Dataset entries:
━━━━━━━━━━
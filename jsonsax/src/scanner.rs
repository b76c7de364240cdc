// SPDX-License-Identifier: Apache-2.0

//! Lexical layer: turns bytes from a [`ScanBuffer`] into JSON lexemes.
//!
//! The scanner does not know about nesting. The dispatcher asks it for the
//! next significant byte and then, depending on what it expects, for the
//! rest of a string, key, number or literal starting at that byte.

use std::borrow::Cow;

use crate::byte_source::ByteSource;
use crate::escape_processor::{EscapeError, EscapeProcessor, UnicodeEscape};
use crate::number::{NumStep, Number, NumberLexer};
use crate::parse_error::{ErrorCode, Location, ParseError};
use crate::scan_buffer::ScanBuffer;

/// The three fixed-text literals.
#[derive(Debug, Clone, Copy, PartialEq, Eq)]
pub enum Literal {
    True,
    False,
    Null,
}

/// Longest literal is `false`.
const MAX_LITERAL_LEN: usize = 5;

pub struct Scanner<S> {
    buffer: ScanBuffer<S>,
    /// Unescaped content of the current string, key or number.
    scratch: Vec<u8>,
    strict: bool,
    token_start: Location,
}

impl<S: ByteSource> Scanner<S> {
    pub fn new(buffer: ScanBuffer<S>, strict: bool) -> Self {
        Self {
            buffer,
            scratch: Vec::new(),
            strict,
            token_start: Location::start(),
        }
    }

    pub fn is_strict(&self) -> bool {
        self.strict
    }

    /// Location of the next unread byte.
    pub fn location(&self) -> Location {
        self.buffer.location()
    }

    /// Location of the byte returned by the last read.
    pub fn last_location(&self) -> Location {
        self.buffer.last_location()
    }

    /// Skips whitespace, and comments outside strict mode, and returns the
    /// first significant byte. `None` means end of input.
    pub fn next_token_byte(&mut self) -> Result<Option<u8>, ParseError> {
        loop {
            match self.buffer.next_byte()? {
                Some(b' ' | b'\t' | b'\n' | b'\r') => continue,
                Some(b'/') => self.skip_comment()?,
                other => return Ok(other),
            }
        }
    }

    fn skip_comment(&mut self) -> Result<(), ParseError> {
        let start = self.buffer.last_location();
        if self.strict {
            return Err(ParseError::new(
                ErrorCode::BadFormat,
                "comments are not allowed in strict mode",
                start,
            ));
        }
        match self.buffer.next_byte()? {
            Some(b'/') => loop {
                match self.buffer.next_byte()? {
                    Some(b'\n') | None => return Ok(()),
                    Some(_) => {}
                }
            },
            Some(b'*') => {
                let mut star = false;
                loop {
                    match self.buffer.next_byte()? {
                        Some(b'/') if star => return Ok(()),
                        Some(b) => star = b == b'*',
                        None => {
                            return Err(ParseError::new(
                                ErrorCode::PrematureEnd,
                                "unterminated block comment",
                                self.buffer.location(),
                            ))
                        }
                    }
                }
            }
            Some(_) => Err(ParseError::new(
                ErrorCode::BadToken,
                "expected '/' or '*' after '/'",
                self.buffer.last_location(),
            )),
            None => Err(self.premature("unexpected end of input after '/'")),
        }
    }

    /// Scans a string whose opening quote was just read.
    ///
    /// The unescaped bytes are available through [`text`](Self::text).
    pub fn scan_string(&mut self) -> Result<(), ParseError> {
        self.token_start = self.buffer.last_location();
        self.scratch.clear();
        loop {
            match self.buffer.next_byte()? {
                None => return Err(self.premature("unterminated string")),
                Some(b'"') => return Ok(()),
                Some(b'\\') => self.scan_escape()?,
                Some(b) if b < 0x20 && self.strict => {
                    return Err(ParseError::new(
                        ErrorCode::BadFormat,
                        format!("unescaped control character 0x{b:02x} in string"),
                        self.buffer.last_location(),
                    ))
                }
                Some(b) => self.push_scratch(&[b])?,
            }
        }
    }

    fn scan_escape(&mut self) -> Result<(), ParseError> {
        let escape = self
            .buffer
            .next_byte()?
            .ok_or_else(|| self.premature("unterminated escape sequence"))?;
        if escape != b'u' {
            let byte = EscapeProcessor::process_simple_escape(escape)
                .map_err(|e| self.escape_error(e, self.buffer.last_location()))?;
            return self.push_scratch(&[byte]);
        }

        let (codepoint, at) = self.read_hex4()?;
        let c = match EscapeProcessor::process_unicode_escape(codepoint, None)
            .map_err(|e| self.escape_error(e, at))?
        {
            UnicodeEscape::Char(c) => c,
            UnicodeEscape::HighSurrogate(high) => {
                let unpaired = EscapeError::UnpairedHighSurrogate(high);
                for expected in [b'\\', b'u'] {
                    match self.buffer.next_byte()? {
                        Some(b) if b == expected => {}
                        Some(_) => {
                            let at = self.buffer.last_location();
                            return Err(self.escape_error(unpaired, at));
                        }
                        None => return Err(self.premature("unterminated surrogate pair")),
                    }
                }
                let (low, at) = self.read_hex4()?;
                match EscapeProcessor::process_unicode_escape(low, Some(high))
                    .map_err(|e| self.escape_error(e, at))?
                {
                    UnicodeEscape::Char(c) => c,
                    UnicodeEscape::HighSurrogate(_) => return Err(self.escape_error(unpaired, at)),
                }
            }
        };
        let mut utf8 = [0u8; 4];
        self.push_scratch(c.encode_utf8(&mut utf8).as_bytes())
    }

    /// Reads the four hex digits of a `\u` escape. Returns the code unit and
    /// the location of its first digit.
    fn read_hex4(&mut self) -> Result<(u32, Location), ParseError> {
        let start = self.buffer.location();
        let mut codepoint = 0u32;
        for _ in 0..4 {
            let byte = self
                .buffer
                .next_byte()?
                .ok_or_else(|| self.premature("unterminated unicode escape"))?;
            let digit = EscapeProcessor::validate_hex_digit(byte)
                .map_err(|e| self.escape_error(e, self.buffer.last_location()))?;
            codepoint = (codepoint << 4) | digit;
        }
        Ok((codepoint, start))
    }

    /// Scans a bare object key starting with `first`.
    ///
    /// The key ends before `:`, whitespace, or a comment.
    pub fn scan_unquoted_key(&mut self, first: u8) -> Result<(), ParseError> {
        self.token_start = self.buffer.last_location();
        self.scratch.clear();
        self.check_key_byte(first, self.token_start)?;
        self.push_scratch(&[first])?;
        loop {
            match self.buffer.next_byte()? {
                None => return Err(self.premature("unexpected end of input in object key")),
                Some(b' ' | b'\t' | b'\n' | b'\r') => return Ok(()),
                Some(b @ (b':' | b'/')) => {
                    self.buffer.push_back(b);
                    return Ok(());
                }
                Some(b) => {
                    self.check_key_byte(b, self.buffer.last_location())?;
                    self.push_scratch(&[b])?;
                }
            }
        }
    }

    fn check_key_byte(&self, byte: u8, at: Location) -> Result<(), ParseError> {
        if byte < 0x20 || matches!(byte, b'"' | b',' | b'[' | b']' | b'{' | b'}') {
            return Err(ParseError::new(
                ErrorCode::BadToken,
                format!("unexpected '{}' in unquoted key", byte.escape_ascii()),
                at,
            ));
        }
        Ok(())
    }

    /// Text of the last string or key.
    ///
    /// Invalid UTF-8 is an error in strict mode and replaced otherwise.
    pub fn text(&self) -> Result<Cow<'_, str>, ParseError> {
        match core::str::from_utf8(&self.scratch) {
            Ok(text) => Ok(Cow::Borrowed(text)),
            Err(e) if self.strict => Err(ParseError::new(
                ErrorCode::BadFormat,
                format!("invalid UTF-8 in string: {e}"),
                self.token_start,
            )),
            Err(_) => {
                log::warn!(
                    "replacing invalid UTF-8 in string at {}",
                    self.token_start
                );
                Ok(String::from_utf8_lossy(&self.scratch))
            }
        }
    }

    /// Checks the last string or key without producing it. Only strict mode
    /// rejects invalid UTF-8.
    pub fn validate_text(&self) -> Result<(), ParseError> {
        if self.strict {
            self.text()?;
        }
        Ok(())
    }

    /// Scans a number starting with `first`, leaving the byte after it unread.
    pub fn scan_number(&mut self, first: u8) -> Result<Number, ParseError> {
        self.token_start = self.buffer.last_location();
        self.scratch.clear();
        let mut lexer = NumberLexer::new();
        if lexer.feed(first) != NumStep::Accept {
            return Err(self.bad_number(self.token_start));
        }
        self.push_scratch(&[first])?;
        loop {
            match self.buffer.next_byte()? {
                None if lexer.is_complete() => break,
                None => return Err(self.bad_number(self.buffer.location())),
                Some(b) => match lexer.feed(b) {
                    NumStep::Accept => self.push_scratch(&[b])?,
                    NumStep::End => {
                        self.buffer.push_back(b);
                        break;
                    }
                    NumStep::Reject => return Err(self.bad_number(self.buffer.last_location())),
                },
            }
        }
        Number::from_lexeme(&self.scratch, lexer.is_float())
            .ok_or_else(|| self.bad_number(self.token_start))
    }

    /// Scans `true`, `false` or `null` starting with `first`.
    pub fn scan_literal(&mut self, first: u8) -> Result<Literal, ParseError> {
        self.token_start = self.buffer.last_location();
        self.scratch.clear();
        self.push_scratch(&[first])?;
        loop {
            match self.buffer.next_byte()? {
                Some(b) if (b.is_ascii_alphanumeric() || b == b'_')
                    && self.scratch.len() <= MAX_LITERAL_LEN =>
                {
                    self.push_scratch(&[b])?
                }
                Some(b) => {
                    self.buffer.push_back(b);
                    break;
                }
                None => break,
            }
        }
        match self.scratch.as_slice() {
            b"true" => Ok(Literal::True),
            b"false" => Ok(Literal::False),
            b"null" => Ok(Literal::Null),
            word if b"true".starts_with(word)
                || b"false".starts_with(word)
                || b"null".starts_with(word) =>
            {
                if self.buffer.peek()?.is_none() {
                    Err(self.premature("unexpected end of input in literal"))
                } else {
                    Err(self.unrecognized_literal())
                }
            }
            _ => Err(self.unrecognized_literal()),
        }
    }

    fn unrecognized_literal(&self) -> ParseError {
        ParseError::new(
            ErrorCode::BadToken,
            format!("unrecognized token '{}'", self.scratch.escape_ascii()),
            self.token_start,
        )
    }

    fn push_scratch(&mut self, bytes: &[u8]) -> Result<(), ParseError> {
        self.scratch.try_reserve(bytes.len()).map_err(|_| {
            ParseError::new(
                ErrorCode::Memory,
                "out of memory growing token buffer",
                self.buffer.location(),
            )
        })?;
        self.scratch.extend_from_slice(bytes);
        Ok(())
    }

    fn premature(&self, message: &'static str) -> ParseError {
        ParseError::new(ErrorCode::PrematureEnd, message, self.buffer.location())
    }

    fn escape_error(&self, err: EscapeError, at: Location) -> ParseError {
        ParseError::new(ErrorCode::BadEscapeSequence, err.to_string(), at)
    }

    fn bad_number(&self, at: Location) -> ParseError {
        ParseError::new(
            ErrorCode::BadNumber,
            format!("malformed number '{}'", self.scratch.escape_ascii()),
            at,
        )
    }
}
━━━━━━━━━━
> **ACTIVITY**: In the data above, each line holding "ErrorCode" is to be found and copied.

> **SOLUTION TO THIS PROBLEM**:
use crate::parse_error::{ErrorCode, Location, ParseError};
                ErrorCode::BadFormat,
                                ErrorCode::PrematureEnd,
                ErrorCode::BadToken,
                        ErrorCode::BadFormat,
                ErrorCode::BadToken,
                ErrorCode::BadFormat,
            ErrorCode::BadToken,
                ErrorCode::Memory,
        ParseError::new(ErrorCode::PrematureEnd, message, self.buffer.location())
        ParseError::new(ErrorCode::BadEscapeSequence, err.to_string(), at)
            ErrorCode::BadNumber,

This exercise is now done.